Purpose of the Health Indicator Report

To provide information on tobacco use and level of addiction among adults aged 18 and over living in Halton Region.

Background

Nicotine is the component of tobacco that makes cigarettes addictive.1 Nicotine is absorbed through the lungs and moves through the bloodstream and into the brain in as little as 10 seconds.1 This almost immediately causes an increase in heart rate and blood pressure.1 The majority of smokers become dependent on the nicotine within tobacco products and will experience withdrawal symptoms after a couple of hours without a cigarette.1 Many smokers continue to smoke to avoid feeling this way.1 Despite the addicting nature of tobacco products, it is possible to quit. There are many resources available in Halton on smoking and tobacco use to assist in breaking this detrimental habit.

The Heaviness of Smoking Index (HSI) is used to calculate the level of dependence an individual has on tobacco. This calculation takes into account both the number of cigarettes smoked by an individual per day as well as the time between waking up and having the first cigarette.

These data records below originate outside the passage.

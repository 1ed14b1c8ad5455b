fn main() -> anyhow::Result<()> {
    misc_income_sync_cli::run(std::env::args())
}
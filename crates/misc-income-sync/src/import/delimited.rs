use std::io;
use std::path::Path;

use super::{SourceRow, check_headers};
use crate::Result;

pub(super) fn read_rows_from_path(path: &Path) -> Result<Vec<SourceRow>> {
    let file = std::fs::File::open(path)?;
    read_rows(file)
}

/// Read comma separated rows, the first of which is the header.
pub(super) fn read_rows(mut reader: impl io::Read) -> Result<Vec<SourceRow>> {
    let mut contents = Vec::new();
    reader.read_to_end(&mut contents)?;

    let mut reader = csv::ReaderBuilder::new()
        .flexible(true)
        .trim(csv::Trim::All)
        .from_reader(contents.as_slice());

    let headers: Vec<String> = reader.headers()?.iter().map(str::to_owned).collect();
    check_headers(&headers)?;

    let mut rows = Vec::new();
    for (index, record) in reader.records().enumerate() {
        let record = match record {
            Ok(record) => record,
            Err(error) => {
                tracing::warn!("record {}: {error}, skipping", index + 1);
                continue;
            }
        };
        let number = record
            .position()
            .map_or(index + 2, |position| line_number(&contents, position.byte()));
        if record.iter().all(str::is_empty) {
            continue;
        }
        rows.push(SourceRow::new(number, &headers, record.iter()));
    }

    Ok(rows)
}

/// 1-based number of the first non-blank line at or after `offset`.
fn line_number(contents: &[u8], offset: u64) -> usize {
    let offset = usize::try_from(offset)
        .map_or(contents.len(), |offset| offset.min(contents.len()));
    let (before, rest) = contents.split_at(offset);
    let leading_breaks = rest
        .iter()
        .take_while(|byte| **byte == b'\r' || **byte == b'\n')
        .filter(|byte| **byte == b'\n')
        .count();
    before.iter().filter(|byte| **byte == b'\n').count() + leading_breaks + 1
}

#[cfg(test)]
mod tests {
    use super::*;
    use crate::import::{CHECK_AMOUNT, CHILD_ID, DESCRIPTION, TIER_1_TYPE};

    #[test]
    fn reads_rows_by_header() {
        let source = "\
Parent ID,Child ID,Bank Date,Customer,Check Amount,Tier 1 - Type,Description
1,9100,01/15/2025,,\"$1,250.00\",Income,first
1,9101,01/16/2025,Acme,12.5,Expense,\"second, with comma\"

2,9102
";
        let rows = read_rows(source.as_bytes()).unwrap();

        assert_eq!(rows.len(), 3);
        assert_eq!(rows[0].number, 2);
        assert_eq!(rows[0].get(CHILD_ID), Some("9100"));
        assert_eq!(rows[0].get(CHECK_AMOUNT), Some("$1,250.00"));
        assert_eq!(rows[0].get("Customer"), None);
        assert_eq!(rows[1].get(TIER_1_TYPE), Some("Expense"));
        assert_eq!(rows[1].get(DESCRIPTION), Some("second, with comma"));
        assert_eq!(rows[2].number, 5);
        assert_eq!(rows[2].get(CHECK_AMOUNT), None);
    }

    #[test]
    fn row_numbers_count_blank_lines() {
        let source = "Child ID,Check Amount\r\n\r\n\r\n9100,5\r\n,\r\n9101,6\r\n";
        let rows = read_rows(source.as_bytes()).unwrap();

        let numbers: Vec<_> = rows.iter().map(|row| row.number).collect();
        assert_eq!(numbers, [4, 6]);
    }

    #[test]
    fn line_number_skips_leading_breaks() {
        let contents = b"a\n\nb\n";
        assert_eq!(line_number(contents, 0), 1);
        assert_eq!(line_number(contents, 2), 3);
        assert_eq!(line_number(contents, 3), 3);
        assert_eq!(line_number(contents, 99), 4);
    }

    #[test]
    fn rejects_missing_headers() {
        let source = "Child ID,Amount\n9100,5\n";
        assert!(read_rows(source.as_bytes()).is_err());
    }
}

This Health Indicator Report uses data from the Rapid Risk Factor Surveillance System. Please note that due to such few responses, it was not feasible to break the data down by demographics (ie. sex, age, municipality, income and education).

Key Findings

Trends Over Time

  • In 2014, 50% of Halton adults who smoke reported smoking 10 cigarettes or less per day and 47% reported smoking 11-20 per day. The percentage of adults who smoked 21-30, or 31 or more cigarettes per day were not reportable.
  • There were no statistically significant changes in the percentage of adults who smoke 10 cigarettes or less, 11-20, 21-30, or 31 or more per day from 2005 to 2014.

Trends Over Time

  • In 2014, based on the HSI calculation, 66% of Halton adults who smoke were found to have a low dependence on tobacco, and 33% were found to have medium dependence. The percentage of adults who were found to have a high dependence on tobacco was not reportable.
  • There were no statistically significant changes in the percentage of adults who were found to have a low, medium, or high dependence on tobacco from 2005 to 2014.